The problem:
Whenever a line in the entries below contains "published", copy that line.

Collected data:
·····
//! Tick engine: one simulation step, start to finish.
//!
//! [`TickEngine`] owns the field store, both passes, the renderer, and the
//! seeded RNG. Each [`execute_tick`](TickEngine::execute_tick) runs
//! diffusion → swap → competition → render → publish, sequentially, on the
//! calling thread. The realtime controller moves the engine onto its tick
//! thread; [`LockstepSim`](crate::LockstepSim) drives it directly.

use std::sync::Arc;
use std::time::Instant;

use rand::SeedableRng;
use rand_chacha::ChaCha8Rng;
use tincture_core::{normalize_strengths, Rgb, Supplier, TickId};
use tincture_field::{FieldStore, LayerTable, SeedPlacer};
use tincture_propagators::{CompetitionResolver, DiffusionStepper};
use tincture_render::{Frame, FrameRenderer, PixelLayout};
use tracing::{debug, trace};

use crate::config::SimConfig;
use crate::error::ControllerError;
use crate::metrics::StepMetrics;
use crate::slot::FrameSlot;

/// Single-threaded simulation step executor.
#[derive(Debug)]
pub struct TickEngine {
    store: FieldStore,
    diffusion: DiffusionStepper,
    competition: CompetitionResolver,
    renderer: FrameRenderer,
    seeder: SeedPlacer,
    layout: PixelLayout,
    rng: ChaCha8Rng,
    /// Frame evicted from the slot on the previous publish, reused when free.
    spare: Option<Frame>,
    seeds: Vec<(u32, u32)>,
    tick: TickId,
    last_metrics: StepMetrics,
}

// Compile-time assertion: the engine moves onto the tick thread.
const _: fn() = || {
    fn assert<T: Send>() {}
    assert::<TickEngine>();
};

impl TickEngine {
    /// Build an engine for `suppliers` and place the initial seeds.
    ///
    /// Colours are drawn from the engine's RNG in supplier order, so a fixed
    /// `config.seed` reproduces both colours and seed positions.
    pub fn new(config: &SimConfig, suppliers: &[Supplier]) -> Result<Self, ControllerError> {
        config.validate()?;
        for supplier in suppliers {
            supplier.validate()?;
        }

        let mut rng = match config.seed {
            Some(seed) => ChaCha8Rng::seed_from_u64(seed),
            None => ChaCha8Rng::from_rng(&mut rand::rng()),
        };
        let strengths = normalize_strengths(suppliers);
        let layers = LayerTable::from_suppliers(suppliers, &strengths, |_| Rgb::random(&mut rng))?;
        let store = FieldStore::new(config.shape()?, layers)?;

        let mut engine = Self {
            store,
            diffusion: config.diffusion()?,
            competition: config.competition()?,
            renderer: config.renderer()?,
            seeder: config.seed_placer()?,
            layout: config.pixel_layout()?,
            rng,
            spare: None,
            seeds: Vec::new(),
            tick: TickId::default(),
            last_metrics: StepMetrics::default(),
        };
        engine.reseed()?;
        debug!(
            layers = engine.store.layer_count(),
            width = config.width,
            height = config.height,
            "tick engine built"
        );
        Ok(engine)
    }

    fn reseed(&mut self) -> Result<(), ControllerError> {
        self.seeds = self.seeder.place_seeds(&mut self.store, &mut self.rng)?;
        Ok(())
    }

    /// Run one tick and publish its frame into `slot`.
    ///
    /// Returns the published frame.
    pub fn execute_tick(&mut self, slot: &FrameSlot) -> Arc<Frame> {
        let tick_start = Instant::now();

        let diffusion_start = Instant::now();
        self.diffusion.step_store(&mut self.store);
        let diffusion_us = diffusion_start.elapsed().as_micros() as u64;

        let competition_start = Instant::now();
        self.competition.resolve_store(&mut self.store);
        let competition_us = competition_start.elapsed().as_micros() as u64;

        let render_start = Instant::now();
        let layout = self.layout;
        let mut frame = self.spare.take().unwrap_or_else(|| Frame::new(layout));
        self.renderer.render_store(&self.store, &mut frame);
        let render_us = render_start.elapsed().as_micros() as u64;

        let publish_start = Instant::now();
        let frame = Arc::new(frame);
        self.spare = slot.publish(Arc::clone(&frame));
        let publish_us = publish_start.elapsed().as_micros() as u64;

        self.tick = self.tick.next();
        self.last_metrics = StepMetrics {
            total_us: tick_start.elapsed().as_micros() as u64,
            diffusion_us,
            competition_us,
            render_us,
            publish_us,
            total_mass: self.store.total_mass(),
        };
        trace!(
            tick = self.tick.0,
            total_us = self.last_metrics.total_us,
            total_mass = self.last_metrics.total_mass,
            "tick complete"
        );
        frame
    }

    /// Clear the current field and place fresh seeds.
    ///
    /// Colours, strengths, and the tick counter are kept.
    pub fn restart(&mut self) -> Result<(), ControllerError> {
        self.store.clear();
        self.reseed()?;
        debug!(tick = self.tick.0, "field reseeded");
        Ok(())
    }

    /// Replace the layers with `suppliers`, re-allocate, and reseed.
    ///
    /// Suppliers already present keep their colour; new ones draw a fresh
    /// one. Strengths are recomputed over the new set. On error the engine
    /// is left unchanged.
    pub fn reload(&mut self, suppliers: &[Supplier]) -> Result<(), ControllerError> {
        for supplier in suppliers {
            supplier.validate()?;
        }
        let strengths = normalize_strengths(suppliers);
        let previous = self.store.layers();
        let rng = &mut self.rng;
        let layers = LayerTable::from_suppliers(suppliers, &strengths, |id| {
            previous.color_of(id).unwrap_or_else(|| Rgb::random(rng))
        })?;
        self.store.allocate(layers)?;
        self.reseed()?;
        debug!(layers = self.store.layer_count(), "layers reloaded");
        Ok(())
    }

    /// The field store.
    pub fn store(&self) -> &FieldStore {
        &self.store
    }

    /// Per-layer metadata.
    pub fn layers(&self) -> &LayerTable {
        self.store.layers()
    }

    /// Seed centres from the most recent placement, one per layer.
    pub fn seed_centres(&self) -> &[(u32, u32)] {
        &self.seeds
    }

    /// Number of ticks executed.
    pub fn current_tick(&self) -> TickId {
        self.tick
    }

    /// Metrics from the most recent tick.
    pub fn last_metrics(&self) -> &StepMetrics {
        &self.last_metrics
    }

    /// Geometry of published frames.
    pub fn pixel_layout(&self) -> PixelLayout {
        self.layout
    }
}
·····
Written solution:
    /// Returns the published frame.
    /// Geometry of published frames.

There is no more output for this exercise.